= ACTIVITY =
Identify each line in the records below that contains the word "text", and copy it.

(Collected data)
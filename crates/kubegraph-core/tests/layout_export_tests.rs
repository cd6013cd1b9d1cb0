mod common;

use std::sync::Arc;

use kubegraph_core::config::ExportConfig;
use kubegraph_core::history::FileSnapshotStore;
use kubegraph_core::layout::{Position, StrategyKind};
use kubegraph_core::projection::{self, Depth, Direction};
use kubegraph_core::service::{ServiceError, VIEW_CACHE_CAPACITY};
use kubegraph_core::validate::ViolationCode;
use kubegraph_core::{Config, ExportFormat, GraphFilter, LayoutEngine, NodeId, TopologyService, Validator};
use tempfile::TempDir;
use tokio_util::sync::CancellationToken;

fn create_test_service(config: &Config) -> (TopologyService, TempDir) {
    let temp_dir = TempDir::new().unwrap();
    let history = Arc::new(FileSnapshotStore::new(temp_dir.path().join("snapshots"), 10));
    let service = TopologyService::from_snapshot(common::shop_builder().snapshot(), history, config).unwrap();
    (service, temp_dir)
}

#[test]
fn test_layout_is_bit_identical() {
    let snapshot = common::shop_builder().snapshot();
    let records = snapshot.to_records();

    for kind in [StrategyKind::Force, StrategyKind::Layered, StrategyKind::Grid] {
        let engine = LayoutEngine::new(kind, Default::default());
        let first = engine.layout(&records.nodes, &records.edges, None);
        let second = engine.layout(records.nodes.iter().rev(), records.edges.iter().rev(), None);

        assert_eq!(first.positions.len(), 9);
        assert_eq!(
            serde_json::to_vec(&first).unwrap(),
            serde_json::to_vec(&second).unwrap(),
            "{} layout differs between runs",
            kind
        );
    }
}

#[test]
fn test_ego_network_is_closed() {
    let snapshot = common::shop_builder().snapshot();
    let cancel = CancellationToken::new();
    let ids: Vec<NodeId> = snapshot.nodes().map(|n| n.id.clone()).collect();

    for focus in &ids {
        for depth in 0..4 {
            let ego = projection::ego_network(&snapshot, focus, Depth::Bounded(depth), Direction::Both, &cancel).unwrap();

            assert_eq!(ego.hops.get(focus), Some(&0));
            assert!(ego.hops.values().all(|h| *h <= depth));
            assert_eq!(ego.nodes.len(), ego.hops.len());
            for edge in &ego.edges {
                assert!(ego.contains(&edge.source) && ego.contains(&edge.target), "{}", edge.id);
            }

            let report = Validator::new()
                .exempting([focus.clone()])
                .validate(&ego.nodes, &ego.edges);
            assert!(report.is_complete(), "{} depth {}: {:?}", focus, depth, report.violations);
        }
    }
}

#[test]
fn test_unbounded_ego_reaches_everything() {
    let snapshot = common::shop_builder().snapshot();
    let ego = projection::ego_network(
        &snapshot,
        &NodeId::from_raw("configmap/shop/web-config"),
        Depth::Unbounded,
        Direction::Both,
        &CancellationToken::new(),
    )
    .unwrap();
    assert_eq!(ego.nodes.len(), snapshot.node_count());
    assert_eq!(ego.edges.len(), snapshot.edge_count());

    let outgoing = projection::ego_network(
        &snapshot,
        &NodeId::from_raw("configmap/shop/web-config"),
        Depth::Unbounded,
        Direction::Outgoing,
        &CancellationToken::new(),
    )
    .unwrap();
    assert_eq!(outgoing.nodes.len(), 1);
}

#[tokio::test]
async fn test_export_matches_displayed_view() {
    let (service, _temp) = create_test_service(&Config::default());
    let filter = GraphFilter::all().namespace("shop");
    let cancel = CancellationToken::new();

    let view = service.get_current_graph(&filter, &cancel).await.unwrap();
    assert_eq!(view.nodes.len(), 9);
    assert!(view.validation.is_complete());

    let json = service.render_export(ExportFormat::Json, &filter, &cancel).await.unwrap();
    let document: serde_json::Value = serde_json::from_slice(&json).unwrap();
    assert_eq!(document["layoutSeed"].as_str(), Some(view.layout_seed.as_str()));

    let exported = document["nodes"].as_array().unwrap();
    assert_eq!(exported.len(), view.nodes.len());
    for node in exported {
        let id = NodeId::from_raw(node["id"].as_str().unwrap());
        let position: Position = serde_json::from_value(node["position"].clone()).unwrap();
        assert_eq!(Some(position), view.layout.position(&id), "{}", id);
    }
    assert_eq!(document["edges"].as_array().unwrap().len(), view.edges.len());

    // The view is computed once per version and filter.
    let again = service.get_current_graph(&filter, &cancel).await.unwrap();
    assert!(Arc::ptr_eq(&view, &again));

    let svg = service.render_export(ExportFormat::Svg, &filter, &cancel).await.unwrap();
    let svg_again = service.render_export(ExportFormat::Svg, &filter, &cancel).await.unwrap();
    assert_eq!(svg, svg_again);
    let text = String::from_utf8(svg).unwrap();
    assert!(text.starts_with("<svg"));
    assert!(text.contains("data-id=\"pod/shop/web-6d4f-a\""));
}

#[tokio::test]
async fn test_every_format_renders() {
    let (service, _temp) = create_test_service(&Config::default());
    let filter = GraphFilter::all();
    let cancel = CancellationToken::new();

    let png = service.render_export(ExportFormat::Png, &filter, &cancel).await.unwrap();
    assert_eq!(&png[..8], b"\x89PNG\r\n\x1a\n");

    let pdf = service.render_export(ExportFormat::Pdf, &filter, &cancel).await.unwrap();
    assert!(pdf.starts_with(b"%PDF-1.4"));
    assert!(pdf.ends_with(b"%%EOF\n"));

    let drawio = service.render_export(ExportFormat::Drawio, &filter, &cancel).await.unwrap();
    let drawio = String::from_utf8(drawio).unwrap();
    assert!(drawio.contains("<mxfile host=\"app.diagrams.net\""));
    assert!(drawio.contains("Deployment: web"));
}

#[tokio::test]
async fn test_focus_view() {
    let (service, _temp) = create_test_service(&Config::default());
    let focus = NodeId::from_raw("pod/shop/web-6d4f-a");
    let filter = GraphFilter::all().focus(focus.clone(), Depth::Bounded(1), Direction::Both);

    let view = service.get_current_graph(&filter, &CancellationToken::new()).await.unwrap();
    let ids: Vec<&str> = view.nodes.iter().map(|n| n.id.as_str()).collect();
    assert_eq!(
        ids,
        vec![
            "configmap/shop/web-config",
            "deployment/shop/web",
            "namespace/shop",
            "pod/shop/web-6d4f-a",
            "replicaset/shop/web-6d4f",
            "service/shop/web",
            "serviceaccount/shop/web",
        ]
    );
    assert!(!ids.contains(&"pod/shop/web-6d4f-b"));
    assert!(view.validation.is_complete());

    let missing = GraphFilter::all().focus(NodeId::from_raw("pod/shop/ghost"), Depth::Bounded(1), Direction::Both);
    let err = service.get_current_graph(&missing, &CancellationToken::new()).await.unwrap_err();
    assert!(matches!(err, ServiceError::Projection(_)));
}

#[tokio::test]
async fn test_node_cap_truncates_view() {
    let config = Config {
        export: ExportConfig {
            max_nodes: 3,
            ..ExportConfig::default()
        },
        ..Config::default()
    };
    let (service, _temp) = create_test_service(&config);
    let focus = NodeId::from_raw("service/shop/web");
    let filter = GraphFilter::all().focus(focus.clone(), Depth::Unbounded, Direction::Both);

    let view = service.get_current_graph(&filter, &CancellationToken::new()).await.unwrap();
    assert!(view.truncated);
    assert_eq!(view.nodes.len(), 3);
    assert!(view.nodes.iter().any(|n| n.id == focus));
    assert_eq!(view.layout.positions.len(), 3);
    assert_eq!(view.validation.count(ViolationCode::NodeLimit), 1);
    assert!(!view.validation.is_complete());
}

#[tokio::test]
async fn test_cancelled_request_returns_nothing() {
    let (service, _temp) = create_test_service(&Config::default());
    let cancel = CancellationToken::new();
    cancel.cancel();

    let err = service.get_current_graph(&GraphFilter::all(), &cancel).await.unwrap_err();
    assert!(matches!(err, ServiceError::Cancelled));

    // A later request computes the view from scratch.
    let view = service.get_current_graph(&GraphFilter::all(), &CancellationToken::new()).await.unwrap();
    assert_eq!(view.nodes.len(), 9);
}

#[tokio::test]
async fn test_view_cache_is_bounded() {
    let (service, _temp) = create_test_service(&Config::default());
    let cancel = CancellationToken::new();
    let shop = GraphFilter::all().namespace("shop");
    let first = service.get_current_graph(&shop, &cancel).await.unwrap();

    for i in 0..VIEW_CACHE_CAPACITY * 2 {
        let filter = GraphFilter::all().namespace(format!("scratch-{}", i));
        service.get_current_graph(&filter, &cancel).await.unwrap();
        assert!(service.cached_views() <= VIEW_CACHE_CAPACITY);
    }
    assert_eq!(service.cached_views(), VIEW_CACHE_CAPACITY);

    // The evicted view is recomputed to the same content.
    let again = service.get_current_graph(&shop, &cancel).await.unwrap();
    assert!(!Arc::ptr_eq(&first, &again));
    assert_eq!(first.nodes, again.nodes);
    assert_eq!(first.layout.positions, again.layout.positions);
}
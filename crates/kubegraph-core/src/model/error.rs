//! Resource ingestion error types.

use thiserror::Error;

use super::kind::ResourceKind;

/// Errors raised while turning a raw object into a [`super::Resource`].
#[derive(Debug, Error)]
pub enum ResourceError {
    /// The payload is not a JSON object.
    #[error("{kind} payload is not an object")]
    NotAnObject { kind: ResourceKind },

    /// A field required to identify the resource is absent.
    #[error("{kind} object is missing required field {field}")]
    MissingField {
        kind: ResourceKind,
        field: &'static str,
    },

    /// The payload declares a different kind than the stream it arrived on.
    #[error("object declares kind {declared} but arrived on the {expected} stream")]
    KindMismatch {
        expected: ResourceKind,
        declared: String,
    },
}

= REPLY =
    let text = String::from_utf8(svg).unwrap();
    assert!(text.starts_with("<svg"));
    assert!(text.contains("data-id=\"pod/shop/web-6d4f-a\""));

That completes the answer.